In this flow the out of the box PIP supports only processing of Parts which are of type Item. One of the Clients had a requirement to process Parts which are of type documents. For this we added one more ProvABCS and we had 2 parallel flows which will look like below.

1. -> BPEL1(EBF) -> ESB1(ReqEBS1) -> BPEL2(ProvABCS) -> ESB2(RespEBS1) à BPEL1(EBF)

2. -> BPEL1(EBF) -> ESB1(ReqEBS1) -> BPEL3 (New ProvABCS) -> ESB2(RespEBS1) à BPEL1(EBF)

So for correlating this new flow we created one more correlation set in the same scope and tested the flow.

Issue #1

The response message was not able to properly identify the unique correlation set and was failing.

Staktrace snippet

"ORABPEL-03813 Failed to evaluate correlation query. Failed to evaluate the correlationAlias query "/geo:ResponseMessage/header:Header/header:RequestEBMID" on the element "oracle.xml.parser.v2.XMLElement@1473827" Please check your BPEL/WSDL source to make sure that property alias is defined correctly. at com.collaxa.cube.engine.delivery.CorrelationProperty.setMessagePart(CorrelationProperty.java:85) at com.collaxa.cube.engine.delivery.DeliveryHelper.createCorrelationSet(DeliveryHelper.java:148)

Workaround

  1. Create separate scopes for both the flows.
  2. Create Correlation sets for each of the flow in their specific scopes.

Test it and it should work properly.

Life is never easy. The new requirement was to call the new Prov ABCS process as many times as there are documents in the payload and at a time there will be multiple items and documents. So while implementing this we ran into our second issue.

Issue#2

While invoking the ProvABCS process in a loop BPEL engine threw the error.
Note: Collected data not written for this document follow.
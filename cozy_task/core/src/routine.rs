use serde::{Deserialize, Serialize};

/// A user's daily routine. Times are free-form `HH:MM` strings.
#[derive(Debug, Clone, Default, PartialEq, Eq, Serialize, Deserialize)]
#[serde(rename_all = "camelCase")]
pub struct Routine {
    #[serde(default, skip_serializing_if = "Option::is_none")]
    pub wake_up_time: Option<String>,
    #[serde(default, skip_serializing_if = "Option::is_none")]
    pub sleep_time: Option<String>,
    #[serde(default, skip_serializing_if = "Option::is_none")]
    pub breakfast_time: Option<String>,
    #[serde(default, skip_serializing_if = "Option::is_none")]
    pub lunch_time: Option<String>,
    #[serde(default, skip_serializing_if = "Option::is_none")]
    pub dinner_time: Option<String>,
    #[serde(default, skip_serializing_if = "Option::is_none")]
    pub work_start_time: Option<String>,
    #[serde(default, skip_serializing_if = "Option::is_none")]
    pub work_end_time: Option<String>,
    #[serde(default, skip_serializing_if = "Option::is_none")]
    pub exercise_time: Option<String>,
    #[serde(default, skip_serializing_if = "Option::is_none")]
    pub notes: Option<String>,
}

impl Routine {
    /// True when no field carries a value.
    pub fn is_empty(&self) -> bool {
        *self == Routine::default()
    }
}
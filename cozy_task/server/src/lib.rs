pub mod config {
    use serde::Deserialize;

    #[derive(Deserialize, Debug, Clone)]
    pub struct Config {
        pub db_url: String,
        #[serde(default = "default_port")]
        pub port: u16,
        pub jwt_secret: String,
        /// Base URL the front end is served from, used for payment redirects.
        #[serde(default = "default_public_url")]
        pub public_url: String,
        #[serde(default = "default_local_store_dir")]
        pub local_store_dir: String,
        #[serde(default)]
        pub gemini_api_key: Option<String>,
        #[serde(default = "default_gemini_base_url")]
        pub gemini_base_url: String,
        #[serde(default)]
        pub stripe_secret_key: String,
        #[serde(default)]
        pub stripe_webhook_secret: Option<String>,
        #[serde(default = "default_stripe_base_url")]
        pub stripe_base_url: String,
        #[serde(default)]
        pub stripe_monthly_price_id: Option<String>,
        #[serde(default)]
        pub stripe_yearly_price_id: Option<String>,
    }

    impl Config {
        /// Loads configuration from environment variables.
        pub fn from_env() -> anyhow::Result<Self> {
            let settings = config::Config::builder()
                .add_source(config::Environment::default())
                .build()?;

            let config: Config = settings.try_deserialize()?;
            Ok(config)
        }
    }

    fn default_port() -> u16 {
        8080
    }

    fn default_public_url() -> String {
        "http://localhost:8080".to_string()
    }

    fn default_local_store_dir() -> String {
        "data".to_string()
    }

    fn default_gemini_base_url() -> String {
        "https://generativelanguage.googleapis.com".to_string()
    }

    fn default_stripe_base_url() -> String {
        "https://api.stripe.com".to_string()
    }
}

pub mod auth;
pub mod entities;
pub mod payment;
pub mod routine;
pub mod storage;
pub mod subscription;
pub mod suggestion;
pub mod task;
pub mod user;
pub mod web;
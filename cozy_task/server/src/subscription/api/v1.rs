use crate::auth::CurrentUser;
use crate::payment::api::v1::payment_error_response;
use crate::payment::{PaymentService, SubscriptionDetails};
use crate::subscription::SubscriptionGate;
use crate::web::api::{ApiError, ErrorResponse};
use axum::{
    Router,
    extract::{Extension, State},
    response::Json,
    routing::get,
};
use cozy_task_core::Subscription;
use serde::{Deserialize, Serialize};
use std::sync::Arc;
use utoipa::ToSchema;

pub struct SubscriptionState {
    pub gate: Arc<SubscriptionGate>,
    pub payments: Arc<PaymentService>,
}

/// JSON representation of a resolved subscription.
#[derive(Debug, Serialize, Deserialize, ToSchema)]
#[serde(rename_all = "camelCase")]
pub struct SubscriptionJson {
    /// `active` or `inactive`
    status: String,
    #[serde(skip_serializing_if = "Option::is_none")]
    plan: Option<String>,
    is_paid_user: bool,
    is_active: bool,
}

impl From<Subscription> for SubscriptionJson {
    fn from(subscription: Subscription) -> Self {
        Self {
            is_active: subscription.is_active(),
            status: subscription.status.as_str().to_string(),
            plan: subscription.plan,
            is_paid_user: subscription.is_paid_user,
        }
    }
}

/// Handler for GET /api/v1/subscription - Resolves the caller's subscription.
/// Anonymous callers get an inactive subscription.
#[tracing::instrument(skip(state))]
#[utoipa::path(
    get,
    path = "/api/v1/subscription",
    responses(
        (status = 200, description = "Resolved subscription", body = SubscriptionJson)
    ),
    tag = "Subscription"
)]
pub async fn get_subscription_handler(
    State(state): State<Arc<SubscriptionState>>,
    current_user: Option<Extension<CurrentUser>>,
) -> Json<SubscriptionJson> {
    let user_id = current_user.as_ref().map(|Extension(user)| user.user_id.as_str());
    Json(state.gate.resolve(user_id).await.into())
}

/// Handler for GET /api/v1/subscription/details - Asks the processor and refreshes the cached row.
#[tracing::instrument(skip(state))]
#[utoipa::path(
    get,
    path = "/api/v1/subscription/details",
    responses(
        (status = 200, description = "Processor-side subscription", body = SubscriptionDetails),
        (status = 401, description = "Not authenticated", body = ErrorResponse),
        (status = 502, description = "Payment processor failure", body = ErrorResponse)
    ),
    tag = "Subscription"
)]
pub async fn get_subscription_details_handler(
    State(state): State<Arc<SubscriptionState>>,
    Extension(user): Extension<CurrentUser>,
) -> Result<Json<SubscriptionDetails>, ApiError> {
    state
        .payments
        .subscription_details(&user.user_id)
        .await
        .map(Json)
        .map_err(payment_error_response)
}

/// Routes open to anonymous callers.
pub fn create_public_router(state: Arc<SubscriptionState>) -> Router {
    Router::new()
        .route("/subscription", get(get_subscription_handler))
        .with_state(state)
}

pub fn create_protected_router(state: Arc<SubscriptionState>) -> Router {
    Router::new()
        .route("/subscription/details", get(get_subscription_details_handler))
        .with_state(state)
}
use super::{LOCAL_STORAGE_KEY, StorageKind, TaskStore, TaskStoreError};
use async_trait::async_trait;
use sha2::{Digest, Sha256};
use cozy_task_core::{Task, TaskCollection};
use std::path::{Path, PathBuf};
use tokio::sync::Mutex;

/// File-backed store: `<root>/<sha256 of user id>/cozy-tasks.json`, one JSON array per user.
pub struct LocalTaskStore {
    root: PathBuf,
    write_lock: Mutex<()>,
}

impl LocalTaskStore {
    pub fn new(root: impl Into<PathBuf>) -> Self {
        Self {
            root: root.into(),
            write_lock: Mutex::new(()),
        }
    }

    pub fn root(&self) -> &Path {
        &self.root
    }

    /// Path of the file holding `user_id`'s tasks.
    pub fn path_for(&self, user_id: &str) -> PathBuf {
        self.root
            .join(user_dir_name(user_id))
            .join(format!("{}.json", LOCAL_STORAGE_KEY))
    }
}

#[async_trait]
impl TaskStore for LocalTaskStore {
    #[tracing::instrument(skip(self))]
    async fn load(&self, user_id: &str) -> Result<TaskCollection, TaskStoreError> {
        let path = self.path_for(user_id);
        let contents = match tokio::fs::read_to_string(&path).await {
            Ok(contents) => contents,
            Err(err) if err.kind() == std::io::ErrorKind::NotFound => {
                return Ok(TaskCollection::new());
            }
            Err(err) => return Err(err.into()),
        };
        if contents.trim().is_empty() {
            return Ok(TaskCollection::new());
        }
        let tasks: Vec<Task> = serde_json::from_str(&contents)?;
        Ok(TaskCollection::from_tasks(tasks))
    }

    #[tracing::instrument(skip(self, tasks), fields(count = tasks.len()))]
    async fn save(&self, user_id: &str, tasks: &TaskCollection) -> Result<(), TaskStoreError> {
        let path = self.path_for(user_id);
        let json = serde_json::to_vec(tasks.tasks())?;

        let _guard = self.write_lock.lock().await;
        if let Some(dir) = path.parent() {
            tokio::fs::create_dir_all(dir).await?;
        }
        let staging = path.with_extension("json.tmp");
        tokio::fs::write(&staging, &json).await?;
        tokio::fs::rename(&staging, &path).await?;
        tracing::debug!("Saved tasks to {}", path.display());
        Ok(())
    }

    fn kind(&self) -> StorageKind {
        StorageKind::Local
    }
}

/// Maps a user id onto a single safe path segment, distinct for every id.
fn user_dir_name(user_id: &str) -> String {
    hex::encode(Sha256::digest(user_id.as_bytes()))
}

#[cfg(test)]
mod tests {
    use super::*;
    use chrono::{TimeZone, Utc};
    use cozy_task_core::{NewTask, TaskPriority, TaskStatus};

    fn now() -> chrono::DateTime<Utc> {
        Utc.with_ymd_and_hms(2025, 2, 3, 10, 30, 0).unwrap()
    }

    #[tokio::test]
    async fn can_load_empty_collection_when_nothing_saved() {
        let dir = tempfile::tempdir().unwrap();
        let store = LocalTaskStore::new(dir.path());

        let loaded = store.load("nobody").await.unwrap();

        assert!(loaded.is_empty());
    }

    #[tokio::test]
    async fn can_reload_saved_collection_with_typed_fields() {
        let dir = tempfile::tempdir().unwrap();
        let store = LocalTaskStore::new(dir.path());
        let input = NewTask {
            title: "Water plants".to_string(),
            priority: TaskPriority::High,
            due_date: Some(now() + chrono::Duration::days(2)),
            tags: vec!["home".to_string(), "garden".to_string()],
            ..Default::default()
        };
        let (collection, _) = TaskCollection::new().add(input, now()).unwrap();
        let (collection, _) = collection
            .add(NewTask::titled("Call mum"), now())
            .unwrap();
        let first_id = collection.tasks()[0].id().to_string();
        let (collection, _) = collection.toggle_status(&first_id, now()).unwrap();

        store.save("user-1", &collection).await.unwrap();
        let reloaded = store.load("user-1").await.unwrap();

        assert_eq!(reloaded, collection);
        assert_eq!(reloaded.tasks()[0].status(), TaskStatus::Completed);
        assert_eq!(
            reloaded.tasks()[0].due_date(),
            Some(now() + chrono::Duration::days(2))
        );
    }

    #[tokio::test]
    async fn can_keep_users_apart() {
        let dir = tempfile::tempdir().unwrap();
        let store = LocalTaskStore::new(dir.path());
        let (collection, _) = TaskCollection::new()
            .add(NewTask::titled("Mine"), now())
            .unwrap();

        store.save("alice", &collection).await.unwrap();

        assert_eq!(store.load("alice").await.unwrap().len(), 1);
        assert!(store.load("bob").await.unwrap().is_empty());
    }

    #[tokio::test]
    async fn can_report_malformed_file() {
        let dir = tempfile::tempdir().unwrap();
        let store = LocalTaskStore::new(dir.path());
        let path = store.path_for("user-1");
        std::fs::create_dir_all(path.parent().unwrap()).unwrap();
        std::fs::write(&path, "{not json").unwrap();

        let result = store.load("user-1").await;

        assert!(matches!(result, Err(TaskStoreError::Malformed(_))));
    }

    #[tokio::test]
    async fn can_keep_ids_with_similar_characters_apart() {
        let dir = tempfile::tempdir().unwrap();
        let store = LocalTaskStore::new(dir.path());
        let (collection, _) = TaskCollection::new()
            .add(NewTask::titled("Alice private"), now())
            .unwrap();

        store.save("alice@example.com", &collection).await.unwrap();

        assert!(store.load("alice_example_com").await.unwrap().is_empty());
        assert_eq!(store.load("alice@example.com").await.unwrap().len(), 1);
    }

    #[test]
    fn can_map_user_ids_into_one_segment() {
        let traversal = user_dir_name("../../etc");

        assert_eq!(traversal.len(), 64);
        assert!(traversal.chars().all(|c| c.is_ascii_hexdigit()));
        assert_ne!(user_dir_name(""), user_dir_name("_"));
    }
}
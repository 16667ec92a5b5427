use crate::auth::CurrentUser;
use crate::storage::TaskStoreSelector;
use crate::task::{TaskService, TaskServiceError};
use crate::web::api::{ApiQuery, ErrorResponse};
use axum::{
    Router,
    extract::{Extension, Path, State},
    http::StatusCode,
    response::Json,
    routing::{get, patch, post},
};
use chrono::{DateTime, Utc};
use cozy_task_core::task::present_or_null;
use cozy_task_core::{NewTask, Task, TaskFilter, TaskPatch, TaskPriority, TaskSort, TaskStatus, TaskView};
use serde::{Deserialize, Serialize};
use std::sync::Arc;
use utoipa::ToSchema;

pub mod analytics;
pub mod calendar;

pub struct TaskState {
    pub selector: TaskStoreSelector,
}

impl TaskState {
    /// A service bound to the store the user's tier selects.
    pub async fn service_for(&self, user: &CurrentUser) -> TaskService {
        let store = self.selector.select(&user.user_id).await;
        TaskService::new(store, user.user_id.clone())
    }

    /// Like [`TaskState::service_for`], for a caller whose tier is already resolved.
    pub fn service_for_tier(&self, user: &CurrentUser, premium: bool) -> TaskService {
        TaskService::new(self.selector.store_for(premium), user.user_id.clone())
    }
}

/// JSON representation of a Task for API responses.
#[derive(Debug, Clone, Serialize, Deserialize, ToSchema)]
#[serde(rename_all = "camelCase")]
pub struct TaskJson {
    pub id: String,
    pub title: String,
    #[serde(default, skip_serializing_if = "Option::is_none")]
    pub description: Option<String>,
    /// `pending` or `completed`
    #[schema(value_type = String, example = "pending")]
    pub status: TaskStatus,
    #[serde(default)]
    pub due_date: Option<DateTime<Utc>>,
    /// `low`, `medium` or `high`
    #[schema(value_type = String, example = "medium")]
    pub priority: TaskPriority,
    pub tags: Vec<String>,
    pub created_at: DateTime<Utc>,
    pub updated_at: DateTime<Utc>,
}

impl From<Task> for TaskJson {
    fn from(task: Task) -> Self {
        Self {
            id: task.id().to_string(),
            title: task.title().to_string(),
            description: task.description().map(str::to_string),
            status: task.status(),
            due_date: task.due_date(),
            priority: task.priority(),
            tags: task.tags().to_vec(),
            created_at: task.created_at(),
            updated_at: task.updated_at(),
        }
    }
}

/// Request body for adding a task.
#[derive(Debug, Deserialize, ToSchema)]
#[serde(rename_all = "camelCase")]
pub struct CreateTaskRequest {
    pub title: String,
    #[serde(default)]
    pub description: Option<String>,
    #[serde(default)]
    #[schema(value_type = Option<String>)]
    pub status: Option<TaskStatus>,
    #[serde(default)]
    pub due_date: Option<DateTime<Utc>>,
    #[serde(default)]
    #[schema(value_type = Option<String>)]
    pub priority: Option<TaskPriority>,
    #[serde(default)]
    pub tags: Vec<String>,
}

impl From<CreateTaskRequest> for NewTask {
    fn from(request: CreateTaskRequest) -> Self {
        NewTask {
            title: request.title,
            description: request.description,
            status: request.status.unwrap_or_default(),
            due_date: request.due_date,
            priority: request.priority.unwrap_or_default(),
            tags: request.tags,
        }
    }
}

/// Request body for a partial update. Absent fields are kept; `null` clears
/// `description` and `dueDate`.
#[derive(Debug, Default, Deserialize, ToSchema)]
#[serde(rename_all = "camelCase")]
pub struct UpdateTaskRequest {
    #[serde(default)]
    pub title: Option<String>,
    #[serde(default, deserialize_with = "present_or_null")]
    #[schema(value_type = Option<String>)]
    pub description: Option<Option<String>>,
    #[serde(default)]
    #[schema(value_type = Option<String>)]
    pub status: Option<TaskStatus>,
    #[serde(default, deserialize_with = "present_or_null")]
    #[schema(value_type = Option<DateTime<Utc>>)]
    pub due_date: Option<Option<DateTime<Utc>>>,
    #[serde(default)]
    #[schema(value_type = Option<String>)]
    pub priority: Option<TaskPriority>,
    #[serde(default)]
    pub tags: Option<Vec<String>>,
}

impl From<UpdateTaskRequest> for TaskPatch {
    fn from(request: UpdateTaskRequest) -> Self {
        TaskPatch {
            title: request.title,
            description: request.description,
            status: request.status,
            due_date: request.due_date,
            priority: request.priority,
            tags: request.tags,
        }
    }
}

/// Query parameters for listing tasks.
#[derive(Debug, Default, Deserialize)]
pub struct TasksQuery {
    #[serde(default)]
    filter: Option<TaskFilter>,
    #[serde(default)]
    sort: Option<TaskSort>,
    #[serde(default)]
    view: Option<TaskView>,
}

/// API response for listing tasks.
#[derive(Debug, Serialize, Deserialize, ToSchema)]
#[serde(rename_all = "camelCase")]
pub struct TasksResponse {
    pub tasks: Vec<TaskJson>,
    pub count: usize,
    pub available_tags: Vec<String>,
    /// Echo of the requested view mode, `list` or `grid`
    #[schema(value_type = String)]
    pub view: TaskView,
}

#[derive(Debug, Serialize, Deserialize, ToSchema)]
#[serde(rename_all = "camelCase")]
pub struct TagsResponse {
    pub tags: Vec<String>,
}

/// Handler for GET /api/v1/tasks - Returns the caller's tasks, filtered and sorted.
#[tracing::instrument(skip(state))]
#[utoipa::path(
    get,
    path = "/api/v1/tasks",
    params(
        ("filter" = Option<String>, Query, description = "all, completed, pending or overdue"),
        ("sort" = Option<String>, Query, description = "date, priority or alphabetical"),
        ("view" = Option<String>, Query, description = "list or grid; echoed back")
    ),
    responses(
        (status = 200, description = "Successfully retrieved tasks", body = TasksResponse),
        (status = 401, description = "Not authenticated", body = ErrorResponse),
        (status = 500, description = "Task storage failure", body = ErrorResponse)
    ),
    tag = "Tasks"
)]
pub async fn list_tasks_handler(
    State(state): State<Arc<TaskState>>,
    Extension(user): Extension<CurrentUser>,
    ApiQuery(query): ApiQuery<TasksQuery>,
) -> Result<Json<TasksResponse>, TaskServiceError> {
    let (tasks, available_tags) = state
        .service_for(&user)
        .await
        .list(
            query.filter.unwrap_or_default(),
            query.sort.unwrap_or_default(),
            Utc::now(),
        )
        .await?;
    let tasks: Vec<TaskJson> = tasks.into_iter().map(TaskJson::from).collect();
    let count = tasks.len();

    Ok(Json(TasksResponse {
        tasks,
        count,
        available_tags,
        view: query.view.unwrap_or_default(),
    }))
}

/// Handler for POST /api/v1/tasks - Adds a task.
#[tracing::instrument(skip(state))]
#[utoipa::path(
    post,
    path = "/api/v1/tasks",
    request_body = CreateTaskRequest,
    responses(
        (status = 201, description = "Task created", body = TaskJson),
        (status = 401, description = "Not authenticated", body = ErrorResponse),
        (status = 422, description = "Empty title", body = ErrorResponse),
        (status = 500, description = "Task storage failure", body = ErrorResponse)
    ),
    tag = "Tasks"
)]
pub async fn create_task_handler(
    State(state): State<Arc<TaskState>>,
    Extension(user): Extension<CurrentUser>,
    Json(request): Json<CreateTaskRequest>,
) -> Result<(StatusCode, Json<TaskJson>), TaskServiceError> {
    let task = state
        .service_for(&user)
        .await
        .add(request.into(), Utc::now())
        .await?;
    Ok((StatusCode::CREATED, Json(task.into())))
}

/// Handler for PATCH /api/v1/tasks/{id} - Applies a partial update.
#[tracing::instrument(skip(state))]
#[utoipa::path(
    patch,
    path = "/api/v1/tasks/{id}",
    params(("id" = String, Path, description = "Task id")),
    request_body = UpdateTaskRequest,
    responses(
        (status = 200, description = "Task updated", body = TaskJson),
        (status = 404, description = "Unknown task", body = ErrorResponse),
        (status = 422, description = "Empty title", body = ErrorResponse)
    ),
    tag = "Tasks"
)]
pub async fn update_task_handler(
    State(state): State<Arc<TaskState>>,
    Extension(user): Extension<CurrentUser>,
    Path(id): Path<String>,
    Json(request): Json<UpdateTaskRequest>,
) -> Result<Json<TaskJson>, TaskServiceError> {
    let task = state
        .service_for(&user)
        .await
        .update(&id, request.into(), Utc::now())
        .await?;
    Ok(Json(task.into()))
}

/// Handler for DELETE /api/v1/tasks/{id} - Deletes a task and returns it.
#[tracing::instrument(skip(state))]
#[utoipa::path(
    delete,
    path = "/api/v1/tasks/{id}",
    params(("id" = String, Path, description = "Task id")),
    responses(
        (status = 200, description = "Task deleted", body = TaskJson),
        (status = 404, description = "Unknown task", body = ErrorResponse)
    ),
    tag = "Tasks"
)]
pub async fn delete_task_handler(
    State(state): State<Arc<TaskState>>,
    Extension(user): Extension<CurrentUser>,
    Path(id): Path<String>,
) -> Result<Json<TaskJson>, TaskServiceError> {
    let task = state.service_for(&user).await.delete(&id).await?;
    Ok(Json(task.into()))
}

/// Handler for POST /api/v1/tasks/{id}/toggle - Flips pending/completed.
#[tracing::instrument(skip(state))]
#[utoipa::path(
    post,
    path = "/api/v1/tasks/{id}/toggle",
    params(("id" = String, Path, description = "Task id")),
    responses(
        (status = 200, description = "Task toggled", body = TaskJson),
        (status = 404, description = "Unknown task", body = ErrorResponse)
    ),
    tag = "Tasks"
)]
pub async fn toggle_task_handler(
    State(state): State<Arc<TaskState>>,
    Extension(user): Extension<CurrentUser>,
    Path(id): Path<String>,
) -> Result<Json<TaskJson>, TaskServiceError> {
    let task = state
        .service_for(&user)
        .await
        .toggle(&id, Utc::now())
        .await?;
    Ok(Json(task.into()))
}

/// Handler for GET /api/v1/tags - Tags used across the caller's tasks.
#[tracing::instrument(skip(state))]
#[utoipa::path(
    get,
    path = "/api/v1/tags",
    responses(
        (status = 200, description = "Available tags in first-seen order", body = TagsResponse)
    ),
    tag = "Tasks"
)]
pub async fn list_tags_handler(
    State(state): State<Arc<TaskState>>,
    Extension(user): Extension<CurrentUser>,
) -> Result<Json<TagsResponse>, TaskServiceError> {
    let tags = state.service_for(&user).await.tags().await?;
    Ok(Json(TagsResponse { tags }))
}

/// Creates the tasks, calendar and analytics router.
pub fn create_api_router(state: Arc<TaskState>) -> Router {
    Router::new()
        .route("/tasks", get(list_tasks_handler).post(create_task_handler))
        .route(
            "/tasks/{id}",
            patch(update_task_handler).delete(delete_task_handler),
        )
        .route("/tasks/{id}/toggle", post(toggle_task_handler))
        .route("/tags", get(list_tags_handler))
        .route("/calendar/month", get(calendar::month_handler))
        .route("/calendar/week", get(calendar::week_handler))
        .route("/calendar/day", get(calendar::day_handler))
        .route("/calendar/reschedule", post(calendar::reschedule_handler))
        .route("/analytics", get(analytics::analytics_handler))
        .with_state(state)
}

#[cfg(test)]
mod tests {
    use super::*;

    #[test]
    fn can_tell_absent_from_null_in_update_request() {
        let absent: UpdateTaskRequest = serde_json::from_str(r#"{"title":"New"}"#).unwrap();
        let cleared: UpdateTaskRequest =
            serde_json::from_str(r#"{"dueDate":null,"description":null}"#).unwrap();

        let absent = TaskPatch::from(absent);
        let cleared = TaskPatch::from(cleared);

        assert_eq!(absent.title.as_deref(), Some("New"));
        assert_eq!(absent.due_date, None);
        assert_eq!(cleared.due_date, Some(None));
        assert_eq!(cleared.description, Some(None));
    }

    #[test]
    fn can_default_create_request_fields() {
        let request: CreateTaskRequest = serde_json::from_str(r#"{"title":"Read"}"#).unwrap();

        let input = NewTask::from(request);

        assert_eq!(input.status, TaskStatus::Pending);
        assert_eq!(input.priority, TaskPriority::Medium);
        assert!(input.tags.is_empty());
    }
}
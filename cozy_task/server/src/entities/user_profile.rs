use sea_orm::entity::prelude::*;

/// Legacy subscription row, read only as a last resort.
#[derive(Clone, Debug, PartialEq, Eq, DeriveEntityModel)]
#[sea_orm(table_name = "user_profiles")]
pub struct Model {
    #[sea_orm(primary_key, auto_increment = false)]
    pub id: String,
    pub subscription_status: Option<String>,
    pub plan: Option<String>,
}

#[derive(Copy, Clone, Debug, EnumIter, DeriveRelation)]
pub enum Relation {}

impl ActiveModelBehavior for ActiveModel {}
“cannot initiate correlation set more than once”. It meant we cannot initiate the same instance of correlation set again and again.

Stack Trace snippet

Correlation Violation - cannot initiate correlation set more than once

Workaround

The issue is with initiate attribute where we have mentioned it “initiate=yes”. When we look at the BPEL specifications there are 3 values possible for the

Initiate attribute of correlation set. They are

· yes. to initiate the correlation set.

· no. This is the default option. Activity should not initiate the correlation set.

· join. If the correlation set is not yet initiated, initialize it.

Join attribute was the apt choice here, but the attribute join is not supported by Oracle BPEL PM. This is because the implementation of initiate attribute is declared as a Boolean value, it supports only yes/no.

So next option was to create a separate inner scope inside the while loop and declare the correlation specific inside the inner scope. By doing that, our intention is to isolate the initialized value and will get nullified once we come out of the inner scope. So in each loop, a new instance of correlation set will get initialized when flow enters the inner scope and dies when the scope gets over. This will eliminate the issue due to initiation of the same correlation set more than once.

Special thanks to Haresh who worked on trying out different options to make correlations work and helping me this blog.